Brian Carbee, Stretch and Barre Body Workout Teacher:
Myth: Your muscles stretch
“Stretching is a misnomer – flexibility training is a more accurate way to describe the process. Muscle and tendon tissue do not possess any elastic capability. So, when ‘stretching’, what you are actually doing is building up tolerance in your nervous system in order to bear the discomfort of the so-called stretch. As your nervous system becomes more accustomed to the pressure exerted by challenging the flexibility of a particular muscle or muscle group, the neural pathway develops more tolerance for the discomfort and, as a result, will allow an increased range of motion.”
Ramon Doringo, Studio Director, Jazz and Lyrical Teacher:
Myth: Dancers shouldn’t lift weights
“Lifting light weights at the gym can complement your strength as a dancer. Using light free-weights or machines also improves your core strength. There are male dancers who are currently doing this to improve their strength for lifting and partner work. Modifying and alternating weights and circuit classes also improves stamina and cardio.”
Kristian Crowe, JFH Teacher:
Myth: Stretching is supposed to be painful
“In my personal experience, I find a lot of dancers focus on the aesthetic of a position rather than tuning into how it feels in the body. This can be valid when you are on stage and your goals are performance-based, but this doesn’t serve as an efficient way to work on flexibility with integrity. The best pieces of advice I could give when it comes to stretching are:
- Move and heat the body for at least five minutes before you start stretching – cardio, sun salutes, anything!
- Work to the level of your body. Don’t force yourself into positions that bring the stretch out of the intended working area. The sooner you accept where you are on your journey the quicker you can progress.

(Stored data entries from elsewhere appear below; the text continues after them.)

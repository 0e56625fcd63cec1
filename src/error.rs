//! Error taxonomy shared by every pipeline component
//!
//! `CurationError` is what operations return to callers. At the API boundary it is
//! flattened into an [`ErrorReport`] so no raw internal error crosses it.

use crate::store::StorageError;
use serde::{Deserialize, Serialize};
use thiserror::Error;

#[derive(Debug, Error)]
pub enum CurationError {
    /// Missing or invalid field; the record was not persisted.
    #[error("validation failed on {field}: {message}")]
    Validation { field: String, message: String },

    /// Unresolved reference to another record.
    #[error("{object_type} not found: {id}")]
    Referential { object_type: String, id: String },

    /// Term outside the controlled vocabulary.
    #[error("term {dimension}/{term} is not in the controlled vocabulary")]
    Vocabulary { dimension: String, term: String },

    /// Missing evidence or rationale.
    #[error("traceability: {0}")]
    Traceability(String),

    /// Parser, capability or timeout failure eligible for retry.
    #[error("transient processing failure ({code}): {message}")]
    TransientProcessing { code: String, message: String },

    /// Operation refused before any state was changed.
    #[error("policy violation: {0}")]
    PolicyViolation(String),

    #[error(transparent)]
    Storage(#[from] StorageError),
}

pub type CurationResult<T> = Result<T, CurationError>;

impl CurationError {
    pub fn validation(field: impl Into<String>, message: impl Into<String>) -> Self {
        Self::Validation {
            field: field.into(),
            message: message.into(),
        }
    }

    pub fn not_found(object_type: impl Into<String>, id: impl Into<String>) -> Self {
        Self::Referential {
            object_type: object_type.into(),
            id: id.into(),
        }
    }

    pub fn policy(message: impl Into<String>) -> Self {
        Self::PolicyViolation(message.into())
    }

    /// Stable machine-readable code.
    pub fn code(&self) -> &'static str {
        match self {
            Self::Validation { .. } => "validation_error",
            Self::Referential { .. } => "referential_error",
            Self::Vocabulary { .. } => "vocabulary_error",
            Self::Traceability(_) => "traceability_error",
            Self::TransientProcessing { .. } => "transient_processing_error",
            Self::PolicyViolation(_) => "policy_violation",
            Self::Storage(StorageError::NotFound { .. }) => "referential_error",
            Self::Storage(StorageError::ForeignKey(_)) => "referential_error",
            Self::Storage(StorageError::Conflict(_)) => "conflict",
            Self::Storage(_) => "storage_error",
        }
    }

    pub fn report(&self) -> ErrorReport {
        ErrorReport::from(self)
    }
}

/// Structured `(error_code, details)` pair returned at the API boundary.
#[derive(Debug, Clone, PartialEq, Serialize, Deserialize)]
pub struct ErrorReport {
    pub error_code: String,
    pub details: serde_json::Value,
}

impl From<&CurationError> for ErrorReport {
    fn from(err: &CurationError) -> Self {
        let details = match err {
            CurationError::Validation { field, message } => {
                serde_json::json!({ "field": field, "message": message })
            }
            CurationError::Referential { object_type, id } => {
                serde_json::json!({ "object_type": object_type, "id": id })
            }
            CurationError::Vocabulary { dimension, term } => {
                serde_json::json!({ "dimension": dimension, "term": term })
            }
            CurationError::TransientProcessing { code, message } => {
                serde_json::json!({ "code": code, "message": message })
            }
            other => serde_json::json!({ "message": other.to_string() }),
        };
        Self {
            error_code: err.code().to_string(),
            details,
        }
    }
}

impl From<CurationError> for ErrorReport {
    fn from(err: CurationError) -> Self {
        Self::from(&err)
    }
}

impl std::fmt::Display for ErrorReport {
    fn fmt(&self, f: &mut std::fmt::Formatter<'_>) -> std::fmt::Result {
        write!(f, "{}: {}", self.error_code, self.details)
    }
}

/// Failure raised while processing a job, before it is written to storage.
#[derive(Debug, Error)]
pub enum ProcessingError {
    #[error("parser {parser} failed: {message}")]
    Parse {
        parser: String,
        kind: &'static str,
        message: String,
    },

    #[error("job exceeded timeout of {0}s")]
    Timeout(u64),

    #[error("malformed content: {0}")]
    Malformed(String),

    #[error("capability {capability} failed: {message}")]
    Capability { capability: String, message: String },

    #[error(transparent)]
    Curation(#[from] CurationError),
}

/// Normalized `(error_code, error_context)` pair stored on a failed job.
#[derive(Debug, Clone, PartialEq)]
pub struct JobFailure {
    pub error_code: String,
    pub error_context: serde_json::Value,
    pub parser_name: Option<String>,
}

impl JobFailure {
    pub fn new(error_code: impl Into<String>, error_context: serde_json::Value) -> Self {
        Self {
            error_code: error_code.into(),
            error_context,
            parser_name: None,
        }
    }
}

impl From<&ProcessingError> for JobFailure {
    fn from(err: &ProcessingError) -> Self {
        match err {
            ProcessingError::Parse {
                parser,
                kind,
                message,
            } => Self {
                error_code: format!("parse_{}", kind),
                error_context: serde_json::json!({ "message": message }),
                parser_name: Some(parser.clone()),
            },
            ProcessingError::Timeout(secs) => Self::new(
                "timeout",
                serde_json::json!({ "timeout_secs": secs }),
            ),
            ProcessingError::Malformed(message) => Self::new(
                "malformed_content",
                serde_json::json!({ "message": message }),
            ),
            ProcessingError::Capability {
                capability,
                message,
            } => Self::new(
                "capability_failure",
                serde_json::json!({ "capability": capability, "message": message }),
            ),
            ProcessingError::Curation(inner) => Self::new(
                inner.code(),
                serde_json::json!({ "message": inner.to_string() }),
            ),
        }
    }
}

- Softening and surrendering will always trump pushing and forcing. This doesn’t mean you can’t benefit from things like PNF stretches and assisted work. But make sure you can maintain a steady breath and consciously think about relaxing through the lengthened muscle.
- Relax and soften through the neck and shoulders (big one for dancers), bringing that energy into the core or spine to help find length and stability.”
Shelley Moore, Lyrical Teacher:
Myth: Sit-ups and crunches are the only way to strengthen your core
“I get asked this frequently. Yes, these can assist in strengthening this part of the body, however, it is far more beneficial to be using more overall body exercises instead of isolating just one area. For example, holding plank in a variety of positions will not only fire up the obliques but also give the upper body a good workout too. Always aim to engage all of the abdominal muscles in your strengthening regime and not just the top layer (the desirable six pack!) as they all work together to play an important role for your body in every dance class.”